Poly( o -methoxyaniline) emeraldine-salt form (ES-POMA) was chemically synthesized using hydrochloric acid and subjected to a heat treatment (HT) process for 1 h at 100 °C (TT ₁₀₀ ) and 200 °C (TT ₂₀₀ ). The HT process promoted a progressive decrease in crystallinity. The Le Bail method revealed a decomposition from tetrameric to trimeric-folded chains after the HT process. The unheated POMA-ES presented a globular vesicular morphology with varied micrometric sizes. The heat treatment promoted a reduction in these globular structures, increasing the non-crystalline phase. The boundary length (S) and connectivity/Euler feature (χ) parameters were calculated from the SEM images, revealing that ES-POMA presented a wide distribution of heights.
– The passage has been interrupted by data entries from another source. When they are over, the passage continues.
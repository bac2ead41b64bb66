use crate::fastcgi::Params;
use crate::handler::ConnInfo;
use anyhow::{anyhow, Context, Result};
use hyper::header::{CONTENT_LENGTH, CONTENT_TYPE, HOST};
use hyper::{Body, HeaderMap, Request};
use percent_encoding::percent_decode_str;
use regex::Regex;
use std::borrow::Cow;
use std::collections::{HashMap, HashSet};
use std::path::PathBuf;

const SERVER_SOFTWARE: &str = concat!("fcgated/", env!("CARGO_PKG_VERSION"));

/// Per-service inputs to the CGI environment.
#[derive(Debug, Clone)]
pub struct EnvSettings {
    document_root: String,
    split_path: Regex,
    overrides: Vec<(String, String)>,
}

impl EnvSettings {
    pub fn new(
        root: &str,
        resolve_symlink: bool,
        split_path_regex: &str,
        overrides: &HashMap<String, String>,
    ) -> Result<Self> {
        let split_path = Regex::new(split_path_regex)
            .with_context(|| format!("invalid split_path_regex: {}", split_path_regex))?;
        let mut overrides: Vec<(String, String)> = overrides
            .iter()
            .map(|(k, v)| (k.clone(), v.clone()))
            .collect();
        overrides.sort();
        Ok(Self {
            document_root: document_root(root, resolve_symlink)?,
            split_path,
            overrides,
        })
    }

    pub fn document_root(&self) -> &str {
        &self.document_root
    }
}

fn document_root(root: &str, resolve_symlink: bool) -> Result<String> {
    let mut path = PathBuf::from(if root.is_empty() { "." } else { root });
    if path.is_relative() {
        path = std::env::current_dir()
            .context("failed to read working directory")?
            .join(path);
    }
    if resolve_symlink {
        path = std::fs::canonicalize(&path)
            .with_context(|| format!("failed to resolve FastCGI root {}", path.display()))?;
    }
    let root = path
        .to_str()
        .ok_or_else(|| anyhow!("FastCGI root is not valid UTF-8: {}", path.display()))?;
    Ok(normalize_root(root))
}

fn normalize_root(root: &str) -> String {
    let trimmed = root.trim_end_matches('/');
    if trimmed.is_empty() {
        "/".to_string()
    } else {
        trimmed.to_string()
    }
}

fn join_root(root: &str, rel: &str) -> String {
    let root = root.trim_end_matches('/');
    format!("{}{}", root, rel)
}

/// CGI variables in insertion order. Later `set` calls overwrite, `set_default`
/// never does.
#[derive(Debug, Default, Clone)]
pub struct CgiEnv {
    entries: Vec<(String, Vec<u8>)>,
    index: HashMap<String, usize>,
}

impl CgiEnv {
    pub fn set(&mut self, key: &str, value: impl Into<Vec<u8>>) {
        let value = value.into();
        match self.index.get(key) {
            Some(&at) => self.entries[at].1 = value,
            None => {
                self.index.insert(key.to_string(), self.entries.len());
                self.entries.push((key.to_string(), value));
            }
        }
    }

    pub fn set_default(&mut self, key: &str, value: impl Into<Vec<u8>>) {
        if !self.index.contains_key(key) {
            self.set(key, value);
        }
    }

    pub fn get(&self, key: &str) -> Option<&[u8]> {
        self.index
            .get(key)
            .map(|&at| self.entries[at].1.as_slice())
    }

    pub fn get_str(&self, key: &str) -> Option<&str> {
        self.get(key).and_then(|v| std::str::from_utf8(v).ok())
    }

    pub fn len(&self) -> usize {
        self.entries.len()
    }

    pub fn is_empty(&self) -> bool {
        self.entries.is_empty()
    }

    pub fn into_params(self) -> Params {
        self.entries
            .into_iter()
            .map(|(k, v)| (k.into_bytes(), v))
            .collect()
    }
}

/// Decoded request path, or `None` when it carries a NUL byte in raw or
/// `%00` form.
pub fn decoded_path(raw: &str) -> Option<String> {
    if raw.as_bytes().contains(&0) {
        return None;
    }
    let decoded: Cow<'_, [u8]> = percent_decode_str(raw).into();
    if decoded.contains(&0) {
        return None;
    }
    Some(String::from_utf8_lossy(&decoded).into_owned())
}

/// Splits `path` into script name and path info. Both parts get a leading
/// `/` when non-empty; without a match the whole path is the script.
pub fn split_path(re: &Regex, path: &str) -> (String, String) {
    let (script, info) = match re.captures(path) {
        Some(caps) => (
            caps.get(1).map(|m| m.as_str()).unwrap_or(path),
            caps.get(2).map(|m| m.as_str()).unwrap_or(""),
        ),
        None => (path, ""),
    };
    (with_leading_slash(script), with_leading_slash(info))
}

fn with_leading_slash(part: &str) -> String {
    if part.is_empty() || part.starts_with('/') {
        part.to_string()
    } else {
        format!("/{}", part)
    }
}

/// Headers that should not be forwarded as HTTP_* to CGI/FastCGI.
pub(crate) fn is_hop_by_hop_header(name: &str) -> bool {
    matches!(
        name,
        "connection"
            | "keep-alive"
            | "proxy"
            | "proxy-connection"
            | "proxy-authenticate"
            | "proxy-authorization"
            | "te"
            | "trailer"
            | "trailers"
            | "transfer-encoding"
            | "upgrade"
    )
}

fn connection_tokens(headers: &HeaderMap) -> HashSet<String> {
    let mut out = HashSet::new();
    for value in headers.get_all("connection") {
        let Ok(s) = value.to_str() else {
            continue;
        };
        for token in s.split(',') {
            let token = token.trim();
            if !token.is_empty() {
                out.insert(token.to_ascii_lowercase());
            }
        }
    }
    out
}

fn server_protocol(version: http::Version) -> &'static str {
    match version {
        http::Version::HTTP_09 => "HTTP/0.9",
        http::Version::HTTP_10 => "HTTP/1.0",
        http::Version::HTTP_11 => "HTTP/1.1",
        http::Version::HTTP_2 => "HTTP/2.0",
        http::Version::HTTP_3 => "HTTP/3.0",
        _ => "HTTP/1.1",
    }
}

/// Splits a Host value into name and port. Bracketed IPv6 carries an optional
/// port; a bare IPv6 literal never does.
fn split_host(host: &str, default_port: u16) -> (&str, Cow<'_, str>) {
    if host.starts_with('[') {
        if let Some(end) = host.find(']') {
            let name = &host[1..end];
            return match host[end + 1..].strip_prefix(':') {
                Some(port) if !port.is_empty() => (name, Cow::Borrowed(port)),
                _ => (name, Cow::Owned(default_port.to_string())),
            };
        }
        return (host, Cow::Owned(default_port.to_string()));
    }
    match host.rsplit_once(':') {
        Some((name, _)) if name.contains(':') => (host, Cow::Owned(default_port.to_string())),
        Some((name, port)) if !port.is_empty() => (name, Cow::Borrowed(port)),
        Some((name, _)) => (name, Cow::Owned(default_port.to_string())),
        None => (host, Cow::Owned(default_port.to_string())),
    }
}

fn header_env_name(header: &str) -> String {
    let mut out = String::with_capacity(5 + header.len());
    out.push_str("HTTP_");
    for c in header.chars() {
        match c {
            '-' => out.push('_'),
            c => out.push(c.to_ascii_uppercase()),
        }
    }
    out
}

/// Builds the CGI environment for `req`. `path` is the decoded request path
/// (see [`decoded_path`]).
pub fn build_env(
    req: &Request<Body>,
    path: &str,
    conn: &ConnInfo,
    settings: &EnvSettings,
) -> CgiEnv {
    let mut env = CgiEnv::default();
    let headers = req.headers();
    let (script_name, path_info) = split_path(&settings.split_path, path);
    let root = settings.document_root.as_str();
    let default_port = if conn.tls { 443 } else { 80 };

    let host_header = headers
        .get(HOST)
        .and_then(|v| v.to_str().ok())
        .map(str::to_string)
        .or_else(|| req.uri().authority().map(|a| a.to_string()))
        .unwrap_or_default();
    let (server_name, server_port) = split_host(host_header.as_str(), default_port);

    let content_length = headers
        .get(CONTENT_LENGTH)
        .and_then(|v| v.to_str().ok())
        .and_then(|s| s.trim().parse::<u64>().ok())
        .map(|n| n.to_string())
        .unwrap_or_else(|| "0".to_string());
    let request_uri = req
        .uri()
        .path_and_query()
        .map(|pq| pq.as_str().to_string())
        .unwrap_or_else(|| "/".to_string());

    env.set("REQUEST_METHOD", req.method().as_str());
    env.set("CONTENT_LENGTH", content_length);
    env.set(
        "CONTENT_TYPE",
        headers
            .get(CONTENT_TYPE)
            .map(|v| v.as_bytes().to_vec())
            .unwrap_or_default(),
    );
    env.set("GATEWAY_INTERFACE", "CGI/1.1");
    env.set("PATH_INFO", path_info.as_str());
    env.set("QUERY_STRING", req.uri().query().unwrap_or(""));
    if let Some(remote) = conn.remote_addr {
        let ip = remote.ip().to_canonical().to_string();
        env.set("REMOTE_ADDR", ip.as_str());
        env.set("REMOTE_HOST", ip.as_str());
        env.set("REMOTE_PORT", remote.port().to_string());
    }
    env.set("SCRIPT_NAME", script_name.as_str());
    env.set("SERVER_NAME", server_name);
    env.set("SERVER_PORT", &*server_port);
    env.set("SERVER_PROTOCOL", server_protocol(req.version()));
    env.set("SERVER_SOFTWARE", SERVER_SOFTWARE);
    env.set("DOCUMENT_ROOT", root);
    env.set("DOCUMENT_URI", format!("{}{}", script_name, path_info));
    env.set("HTTP_HOST", host_header.as_str());
    env.set("REQUEST_URI", request_uri);
    env.set("REQUEST_SCHEME", if conn.tls { "https" } else { "http" });
    if conn.tls {
        env.set("HTTPS", "on");
    }
    env.set("SCRIPT_FILENAME", join_root(root, &script_name));
    if !path_info.is_empty() {
        env.set("PATH_TRANSLATED", join_root(root, &path_info));
    }

    let skip = connection_tokens(headers);
    for name in headers.keys() {
        let name = name.as_str();
        if name == "content-type" || name == "content-length" {
            continue;
        }
        if is_hop_by_hop_header(name) || skip.contains(name) {
            continue;
        }
        let mut joined: Vec<u8> = Vec::new();
        for (i, value) in headers.get_all(name).iter().enumerate() {
            if i > 0 {
                joined.extend_from_slice(b", ");
            }
            joined.extend_from_slice(value.as_bytes());
        }
        env.set_default(&header_env_name(name), joined);
    }

    for (key, value) in &settings.overrides {
        env.set(key, value.as_str());
    }
    env
}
The TT ₁₀₀ and TT ₂₀₀ presented a narrow boundary distribution, suggesting smoother surfaces with smaller height variations. The UV-VIS analysis revealed that the transition at 343 nm (nonlocal π → π* ) was more intense in the TT ₂₀₀ due to the electronic delocalization, which resulted from the reduced polymer chain caused by the HT process. In addition to the loss of conjugation, counter ion withdrawal reduced the ion-chain interaction, decreasing the local electron density. This result shows the influence of the chlorine counter ions on the peaks position related to the HOMO → LUMO transition, since the π → polaron transition occurs due to the creation of the energy states due to the presence of counter ions. Finally, the electrical conductivity decreased after the HT process from 1.4 × 10 ^-4 S.cm ^-1 to 2.4 × 10 ^-6 S.cm ^-1 as result of the polymer deprotonation/degradation. Thus, this paper proposed a systematic evaluation of the POMA molecular structure and crystallite size and shape after heat treatment.